EDITORIAL COMMENT: Daring to invent the future

27 Aug, 2017 - 00:08 0 Views
EDITORIAL COMMENT: Daring to invent the future Sunday Mail

The Sunday Mail

Zimbabweans are accustomed to congregating at the National Heroes Acre every August.

We have been doing this every year for more than 30 years now as part of the main National Heroes Day commemorations.

But this year we have been to the National Heroes Acre more often than not. That in itself is a mark of the passage of time, an indicator that a gallant generation is slowly being lost to us and that new heroes have to step forward and build on the legacy of the brave men and women of the soil who led the battle for liberation and have been instrumental in the creation of a young nation.

According to the National Heroes Act (Chapter 10:16), the designation of heroes is done by the President. And this is done “where the President considers that any deceased person who was a citizen of Zimbabwe has deserved well of his country on account of his outstanding, distinctive and distinguished service to Zimbabwe, he may, by notice in the Gazette, designate such person as a national, provincial or district hero of Zimbabwe”.

That should answer all those who lazily ask every now and again who qualifies to be a national hero. National hero status is the highest honour that can be conferred on a Zimbabwean. As the National Monuments and Museums of Zimbabwe says about the men and women at the National Heroes Acre: “These heroes laid down their lives for Zimbabwe to be free. They subordinated their personal interests to the collective interest of Zimbabwe as the whole. They cherished qualities such as loyalty, dedication and patriotism.

“Their actions were guided by the ideas of comradeship and love. Their support for the cause of freedom and justice was indeed unwavering. They accepted and endured pain, suffering and brutality with fortitude, even unto death.”

Hold that statement up to scrutiny, and hold it up against yourself to see how you measure up. Just yesterday, we were at the National Heroes Acre for the burial of not one, but two, national heroes of our land: Cdes Moudy Muzenda and George Rutanhire. As indicated earlier, we have already been to the national shrine several times this year.

And the reality of nature tells us we will be going there some more in the coming years.
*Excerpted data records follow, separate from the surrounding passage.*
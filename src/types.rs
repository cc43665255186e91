//! Core domain types for the N-by-N tic-tac-toe engine.

use serde::{Deserialize, Serialize};
use std::collections::HashSet;

/// Player in the game.
#[derive(
    Debug, Clone, Copy, PartialEq, Eq, Hash, Serialize, Deserialize, strum::EnumIter,
)]
pub enum Player {
    /// Player X (goes first).
    X,
    /// Player O (goes second).
    O,
}

impl Player {
    /// Returns the opponent player.
    pub fn opponent(self) -> Self {
        match self {
            Player::X => Player::O,
            Player::O => Player::X,
        }
    }
}

impl std::fmt::Display for Player {
    fn fmt(&self, f: &mut std::fmt::Formatter<'_>) -> std::fmt::Result {
        match self {
            Player::X => write!(f, "X"),
            Player::O => write!(f, "O"),
        }
    }
}

/// A cell on the board, addressed by zero-based row and column.
///
/// Identity is structural: two coordinates are equal iff their rows and
/// columns are equal.
#[derive(Debug, Clone, Copy, PartialEq, Eq, Hash, Serialize, Deserialize)]
pub struct Coordinate {
    /// Zero-based row index.
    pub row: usize,
    /// Zero-based column index.
    pub col: usize,
}

impl Coordinate {
    /// Creates a coordinate from row and column indices.
    pub fn new(row: usize, col: usize) -> Self {
        Self { row, col }
    }

    /// Checks whether the coordinate lies on a `size` x `size` board.
    pub fn in_bounds(self, size: usize) -> bool {
        self.row < size && self.col < size
    }
}

impl From<(usize, usize)> for Coordinate {
    fn from((row, col): (usize, usize)) -> Self {
        Self { row, col }
    }
}

impl std::fmt::Display for Coordinate {
    fn fmt(&self, f: &mut std::fmt::Formatter<'_>) -> std::fmt::Result {
        write!(f, "({}, {})", self.row, self.col)
    }
}

/// The set of cells one player has claimed.
///
/// Append-only with O(1) membership tests. Disjointness between the two
/// players' marks is enforced by the placement rules, not by this
/// collection.
#[derive(Debug, Clone, Default, PartialEq, Eq, Serialize, Deserialize)]
pub struct Marks {
    cells: HashSet<Coordinate>,
}

impl Marks {
    /// Creates an empty set of marks.
    pub fn new() -> Self {
        Self::default()
    }

    /// Claims a cell. Returns `false` if it was already claimed here.
    pub fn insert(&mut self, coord: Coordinate) -> bool {
        self.cells.insert(coord)
    }

    /// Checks whether a cell is claimed in this set.
    pub fn contains(&self, coord: Coordinate) -> bool {
        self.cells.contains(&coord)
    }

    /// Number of claimed cells.
    pub fn len(&self) -> usize {
        self.cells.len()
    }

    /// Checks whether no cell is claimed.
    pub fn is_empty(&self) -> bool {
        self.cells.is_empty()
    }

    /// Iterates over the claimed cells in no particular order.
    pub fn iter(&self) -> impl Iterator<Item = Coordinate> + '_ {
        self.cells.iter().copied()
    }
}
After we have interred all these heroes, honoured them with national hero status, who takes up the challenge to be the next generation of heroes who will take our revolution to its subsequent logical stage?

Are we shaping into the heroes that Zimbabwe needs, that Zimbabwe deserves, for this momentous task of advancing the empowerment and economic sovereignty agenda?
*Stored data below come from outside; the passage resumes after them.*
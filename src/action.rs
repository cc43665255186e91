//! First-class placement events.
//!
//! Placements are domain events, not side effects. They represent the
//! player's intent and can be validated independently of execution.

use crate::types::{Coordinate, Player};
use serde::{Deserialize, Serialize};

/// A placement: a player claiming a cell.
///
/// Placements are first-class domain events that can be:
/// - Validated before application
/// - Serialized for replay
/// - Logged for debugging
/// - Reasoned about by contracts
#[derive(Debug, Clone, Copy, PartialEq, Eq, Hash, Serialize, Deserialize)]
pub struct Placement {
    /// The player making the placement.
    pub player: Player,
    /// The cell being claimed.
    pub coord: Coordinate,
}

impl Placement {
    /// Creates a new placement.
    pub fn new(player: Player, coord: Coordinate) -> Self {
        Self { player, coord }
    }

    /// Returns the player making this placement.
    pub fn player(&self) -> Player {
        self.player
    }

    /// Returns the cell being claimed.
    pub fn coord(&self) -> Coordinate {
        self.coord
    }
}

impl std::fmt::Display for Placement {
    fn fmt(&self, f: &mut std::fmt::Formatter<'_>) -> std::fmt::Result {
        write!(f, "{} -> {}", self.player, self.coord)
    }
}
After all, there are varying definitions of “heroism”. Consider that the United States’ former Ambassador to the United Nations, Jeanne Kirkpatrick, once toasted Jonas Savimbi as “one of the few authentic heroes of our time”, while Ronald Reagan described him as “Angola’s Abraham Lincoln”.
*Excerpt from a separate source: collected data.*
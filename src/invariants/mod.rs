//! First-class invariants for the game engine.
//!
//! Invariants are logical properties that must hold throughout game
//! execution. They are testable independently and serve as
//! documentation of system guarantees.

/// A logical property that must hold for a given state.
///
/// Invariants express system guarantees that should never be violated.
/// They are checked in debug builds and can be tested independently.
pub trait Invariant<S> {
    /// Checks if the invariant holds for the given state.
    fn holds(state: &S) -> bool;

    /// Human-readable description of the invariant.
    fn description() -> &'static str;
}

/// Violation of an invariant.
#[derive(Debug, Clone, PartialEq, Eq)]
pub struct InvariantViolation {
    /// Description of the violated invariant.
    pub description: String,
}

impl InvariantViolation {
    /// Creates a new invariant violation.
    pub fn new(description: impl Into<String>) -> Self {
        Self {
            description: description.into(),
        }
    }
}

/// A set of invariants that can be checked together.
///
/// This trait enables composition of multiple invariants into a single
/// verification step. Implementations are provided for tuples.
pub trait InvariantSet<S> {
    /// Checks all invariants in the set.
    ///
    /// Returns Ok(()) if all invariants hold, or Err with a list of
    /// violations if any invariant fails.
    fn check_all(state: &S) -> Result<(), Vec<InvariantViolation>>;
}

impl<S, I1, I2, I3> InvariantSet<S> for (I1, I2, I3)
where
    I1: Invariant<S>,
    I2: Invariant<S>,
    I3: Invariant<S>,
{
    fn check_all(state: &S) -> Result<(), Vec<InvariantViolation>> {
        let mut violations = Vec::new();

        if !I1::holds(state) {
            violations.push(InvariantViolation::new(I1::description()));
        }

        if !I2::holds(state) {
            violations.push(InvariantViolation::new(I2::description()));
        }

        if !I3::holds(state) {
            violations.push(InvariantViolation::new(I3::description()));
        }

        if violations.is_empty() {
            Ok(())
        } else {
            Err(violations)
        }
    }
}

impl<S, I1, I2> InvariantSet<S> for (I1, I2)
where
    I1: Invariant<S>,
    I2: Invariant<S>,
{
    fn check_all(state: &S) -> Result<(), Vec<InvariantViolation>> {
        let mut violations = Vec::new();

        if !I1::holds(state) {
            violations.push(InvariantViolation::new(I1::description()));
        }

        if !I2::holds(state) {
            violations.push(InvariantViolation::new(I2::description()));
        }

        if violations.is_empty() {
            Ok(())
        } else {
            Err(violations)
        }
    }
}

pub mod alternating_turn;
pub mod bounded_marks;
pub mod disjoint_marks;

pub use alternating_turn::AlternatingTurnInvariant;
pub use bounded_marks::BoundedMarksInvariant;
pub use disjoint_marks::DisjointMarksInvariant;

/// All engine invariants as a composable set.
pub type EngineInvariants = (
    DisjointMarksInvariant,
    BoundedMarksInvariant,
    AlternatingTurnInvariant,
);

#[cfg(test)]
mod tests {
    use super::*;
    use crate::action::Placement;
    use crate::game::{GameInProgress, GameResult, GameSetup};
    use crate::types::{Coordinate, Player};

    #[test]
    fn test_invariant_set_holds_for_fresh_game() {
        let game = GameSetup::new().start(3).unwrap();
        assert!(EngineInvariants::check_all(&game).is_ok());
    }

    #[test]
    fn test_invariant_set_holds_after_placements() {
        let actions = vec![
            Placement::new(Player::X, Coordinate::new(0, 0)),
            Placement::new(Player::O, Coordinate::new(1, 1)),
            Placement::new(Player::X, Coordinate::new(0, 2)),
        ];

        if let Ok(GameResult::InProgress(game)) = GameInProgress::replay(3, &actions) {
            assert!(EngineInvariants::check_all(&game).is_ok());
        } else {
            panic!("Expected in-progress game");
        }
    }

    #[test]
    fn test_invariant_set_detects_violations() {
        let game = GameSetup::new().start(3).unwrap();
        let action = Placement::new(Player::X, Coordinate::new(1, 1));

        if let Ok(GameResult::InProgress(mut game)) = game.place(action) {
            // Claim X's cell for O behind the engine's back
            game.o_marks.insert(Coordinate::new(1, 1));

            let result = EngineInvariants::check_all(&game);
            assert!(result.is_err());

            let violations = result.unwrap_err();
            assert!(!violations.is_empty());
        }
    }

    #[test]
    fn test_two_invariants_as_set() {
        let game = GameSetup::new().start(3).unwrap();

        type TwoInvariants = (DisjointMarksInvariant, BoundedMarksInvariant);
        assert!(TwoInvariants::check_all(&game).is_ok());
    }
}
Chester Crocker — yes, the same guy whose wet dream was to see Zimbabwe’s economy scream because of land reforms — waxed lyrical about how Savimbi was “one of the most talented and charismatic of leaders in modern African history”.

When you look at yourself today, how favourably do you compare to Savimbi-like “heroism”?

Or are you closer to men and women like Cdes Muzenda and Rutanhire who “subordinated their personal interests to the collective interest of Zimbabwe as the whole”, who “cherished qualities such as loyalty, dedication and patriotism”?

When you breathe your last, will you be deserving to be mentioned in the same breath as the likes of Dr Joshua Nkomo, General Magama Tongogara, Chairman Herbert Chitepo, and Cde Jason Ziyapapa Moyo? Or will the memory of your life be a stain on the national consciousness, an embarrassment to the collective psyche that historians will only record as an example of how not to be a patriot?

The challenge for the next generation of would-be heroes is clear.

Thomas Sankara, that distinguished son of Africa, captured it succinctly back in 1985 when he said: “It took the madmen of yesterday for us to be able to act with extreme clarity today. I want to be one of those madmen. We must dare to invent the future.”

The heroes of the Second Chimurenga dared to invent a bold future. They were “mad” to confront the edifice of colonialism with nothing more than heart and soul.

Let it not fall on our generation, or succeeding ones, to be the ones who dared to invent a bleak, corruption-riddled, ideologically muddled, and intellectually limp future.